:: Required action ::
Copy, from the entries below, each line in which the string "released" appears.

:: Data excerpts ::
__________________________________________________

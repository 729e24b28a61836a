//! Synchronization primitives
//!
//! - [`Lock`]: non-recursive mutual exclusion with explicit `lock`/`unlock`
//!   (plus an RAII [`LockGuard`] for scoped use)
//! - [`WaitCondition`]: a `Lock` with an attached condition for
//!   suspend-until-woken handoffs
//!
//! Both are built on `parking_lot`'s mutex and condition variable. Neither
//! depends on the worker registry; workers and the main thread use them to
//! protect whatever they share.

pub mod condition;
pub mod lock;

pub use condition::WaitCondition;
pub use lock::{Lock, LockGuard};
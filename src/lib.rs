//! # threadengine - Minimal threading toolkit
//!
//! A small, uniform layer over native threads:
//!
//! - **[`Lock`]**: non-recursive mutual exclusion with explicit lock/unlock
//! - **[`WaitCondition`]**: a lock with a condition for suspend-until-woken handoffs
//! - **[`Worker`]**: a cancellable unit of work running a [`Task`] on its own thread
//! - **[`ThreadRegistry`]**: starts workers, tracks them, and reaps finished ones
//!
//! Cancellation is cooperative. A task polls [`Worker::exit_state`] and returns
//! once an exit has been requested; nothing interrupts a running task.
//!
//! ## Quick Start
//!
//! ```rust
//! use std::sync::Arc;
//! use std::sync::atomic::{AtomicUsize, Ordering};
//! use threadengine::{Lock, ThreadRegistry, Worker};
//!
//! # fn main() -> anyhow::Result<()> {
//! let registry = ThreadRegistry::new();
//! let lock = Arc::new(Lock::new());
//! let total = Arc::new(AtomicUsize::new(0));
//!
//! let workers: Vec<Worker> = (0..4)
//!     .map(|_| {
//!         let (lock, total) = (Arc::clone(&lock), Arc::clone(&total));
//!         Worker::new(move |_: &Worker| {
//!             let _held = lock.guard();
//!             total.fetch_add(1, Ordering::Relaxed);
//!         })
//!     })
//!     .collect();
//!
//! for worker in &workers {
//!     registry.start(worker)?;
//! }
//! for worker in &workers {
//!     worker.join()?;
//! }
//! registry.process();
//!
//! assert_eq!(total.load(Ordering::Relaxed), 4);
//! assert!(registry.is_empty());
//! # Ok(())
//! # }
//! ```

pub mod cli;
pub mod config;
pub mod registry;
pub mod sync;
pub mod worker;

pub use config::RegistryConfig;
pub use registry::{Extensions, ThreadRegistry};
pub use sync::{Lock, LockGuard, WaitCondition};
pub use worker::{Task, Worker, WorkerId, WorkerState};

/// Result type alias for threadengine operations
pub type Result<T> = anyhow::Result<T>;

/// Version information
pub const VERSION: &str = env!("CARGO_PKG_VERSION");
pub const PKG_NAME: &str = env!("CARGO_PKG_NAME");
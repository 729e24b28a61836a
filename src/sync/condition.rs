use super::Lock;
use parking_lot::Condvar;
use std::ops::Deref;
use std::thread;

/// A [`Lock`] paired with a condition a holder can sleep on.
///
/// `wait` atomically releases the lock, sleeps until another thread calls
/// [`wakeup`](Self::wakeup), and reacquires the lock before returning.
/// A wakeup releases exactly one thread that was already waiting; with no
/// waiter it is a no-op and is not remembered for later callers. `wait`
/// never returns without a matching wakeup, but the usual pattern of
/// re-checking the awaited condition in a loop is still expected:
///
/// ```rust
/// use std::sync::Arc;
/// use std::sync::atomic::{AtomicBool, Ordering};
/// use threadengine::WaitCondition;
///
/// let cond = Arc::new(WaitCondition::new());
/// let ready = Arc::new(AtomicBool::new(false));
///
/// let (c, r) = (Arc::clone(&cond), Arc::clone(&ready));
/// let producer = std::thread::spawn(move || {
///     c.lock();
///     r.store(true, Ordering::Relaxed);
///     c.wakeup();
///     c.unlock();
/// });
///
/// cond.lock();
/// while !ready.load(Ordering::Relaxed) {
///     cond.wait();
/// }
/// cond.unlock();
/// producer.join().unwrap();
/// ```
#[derive(Debug, Default)]
pub struct WaitCondition {
    lock: Lock,
    signal: Condvar,
}

impl WaitCondition {
    pub const fn new() -> Self {
        Self {
            lock: Lock::new(),
            signal: Condvar::new(),
        }
    }

    /// Release the lock, sleep until woken, then reacquire the lock.
    ///
    /// There is no timeout: without a later wakeup this blocks forever.
    ///
    /// # Panics
    /// If the calling thread does not hold the lock.
    pub fn wait(&self) {
        let me = thread::current().id();
        let mut state = self.lock.state.lock();
        assert!(
            state.owner == Some(me),
            "WaitCondition::wait called without holding the lock"
        );

        let ticket = state.next_ticket;
        state.next_ticket += 1;
        self.lock.release(&mut state);

        while state.serving <= ticket {
            self.signal.wait(&mut state);
        }

        self.lock.acquire(&mut state, me);
    }

    /// Wake one thread currently blocked in [`wait`](Self::wait).
    /// Returns whether a waiter was released.
    pub fn wakeup(&self) -> bool {
        let mut state = self.lock.state.lock();
        if state.serving == state.next_ticket {
            return false;
        }
        state.serving += 1;
        tracing::trace!(pending = state.next_ticket - state.serving, "wait condition woke one waiter");
        // Tickets are served in order, so every sleeper has to re-check its own
        self.signal.notify_all();
        true
    }

    /// Wake every thread currently blocked in [`wait`](Self::wait).
    /// Returns how many waiters were released.
    pub fn wakeup_all(&self) -> usize {
        let mut state = self.lock.state.lock();
        let woken = state.next_ticket - state.serving;
        if woken > 0 {
            state.serving = state.next_ticket;
            tracing::trace!(woken, "wait condition woke all waiters");
            self.signal.notify_all();
        }
        woken as usize
    }

    /// Number of threads currently blocked in [`wait`](Self::wait) and not yet woken
    pub fn waiters(&self) -> usize {
        let state = self.lock.state.lock();
        (state.next_ticket - state.serving) as usize
    }
}

impl Deref for WaitCondition {
    type Target = Lock;

    fn deref(&self) -> &Lock {
        &self.lock
    }
}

__________________________________________________

:: Expected answer ::
    /// Returns whether a waiter was released.
    /// Returns how many waiters were released.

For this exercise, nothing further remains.